I shot him a dark look. “When Balor woke up, he never left. He stayed put in the one place he knew the Fae would never come, building his army, absorbing power, right beneath our bloody feet. That’s how he got our sidhe-seers. They weren’t abducted at Elyreum. He either took them on their way back in late at night or simply came up and grabbed them while they slept. That son of a bitch planned to get strong enough to destroy us all, while being protected by us, then kill us and go after the Fae!”

    “But wouldn’t you have heard the chanting and screaming?” Roison said.

“Not as deep as our underground city goes, no. I’m not even sure we would have heard him in the cavern the Sinsar Dubh once occupied, if the door was closed. Everything is solid rock and most of it dozens of feet thick.” Damn the Shedon for not letting us explore the Underneath! I thought as I yanked out my phone and fired off a text to Kat:


GET EVERYONE OUT OF THE ABBEY. WE THINK BALOR IS BENEATH IT



“I’m coming, too,” Roisin said instantly.

“You’ll slow us down,” Ryodan said curtly.

I agreed with him on that score and told her so. “Sit tight and wait. I promise to text you the moment we kill him. We’ll find your family, Roisin, I promise.”

I didn’t tell her I was afraid there was nothing we could do for them once we did.

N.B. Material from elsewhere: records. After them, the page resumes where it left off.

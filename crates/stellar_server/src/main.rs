//! Stellar - Game Server
//!
//! Reads one JSON request per line on stdin and writes one JSON response
//! per line on stdout.

use std::path::PathBuf;
use std::sync::Arc;

use clap::Parser;
use stellar_core::clock::SystemClock;
use stellar_server::protocol::{decode_request, encode_response};
use stellar_server::service::GameService;
use stellar_server::store::MemoryStore;
use stellar_server::ServerConfig;
use tokio::io::{AsyncBufReadExt, AsyncWriteExt, BufReader};
use tracing_subscriber::{layer::SubscriberExt, util::SubscriberInitExt};

#[derive(Parser)]
#[command(name = "stellar-server")]
#[command(about = "Planet economy game server")]
struct Cli {
    /// Server configuration (RON)
    #[arg(long)]
    config: Option<PathBuf>,
}

#[tokio::main]
async fn main() {
    // Initialize tracing
    tracing_subscriber::registry()
        .with(tracing_subscriber::fmt::layer().with_writer(std::io::stderr))
        .with(tracing_subscriber::EnvFilter::from_default_env())
        .init();

    let cli = Cli::parse();
    let config = match &cli.config {
        Some(path) => ServerConfig::load(path),
        None => Ok(ServerConfig::default()),
    };
    let (config, engine) = match config.and_then(|c| c.build_engine().map(|e| (c, e))) {
        Ok(loaded) => loaded,
        Err(e) => {
            tracing::error!("Failed to start: {e}");
            std::process::exit(1);
        }
    };

    tracing::info!("Starting Stellar game server");
    let service = GameService::new(
        engine,
        MemoryStore::new(),
        Arc::new(SystemClock),
        config.starting_resources.into(),
        config.starting_temperature,
    );

    if let Err(e) = serve(&service).await {
        tracing::error!("Connection closed: {e}");
        std::process::exit(1);
    }
}

async fn serve(service: &GameService<MemoryStore>) -> std::io::Result<()> {
    let mut lines = BufReader::new(tokio::io::stdin()).lines();
    let mut stdout = tokio::io::stdout();

    while let Some(line) = lines.next_line().await? {
        if line.trim().is_empty() {
            continue;
        }
        let response = match decode_request(&line) {
            Ok(request) => service.handle(request).await,
            Err(response) => {
                tracing::warn!("Malformed request: {line}");
                response
            }
        };
        let mut out = encode_response(&response);
        out.push('\n');
        stdout.write_all(out.as_bytes()).await?;
        stdout.flush().await?;
    }
    Ok(())
}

The feeling I’d gotten from Balor was once you lost your soul, it was a done deal. Souls weren’t pickles that could be stuffed back into a jar. Especially not as brutally as he’d tried to wrench mine from my body. Then there was the whole annihilating of personality facet once he had them. He’d felt like a massive pulping blender, breaking down souls into fundamental nutrients to fuel himself as if humans were his protein powder.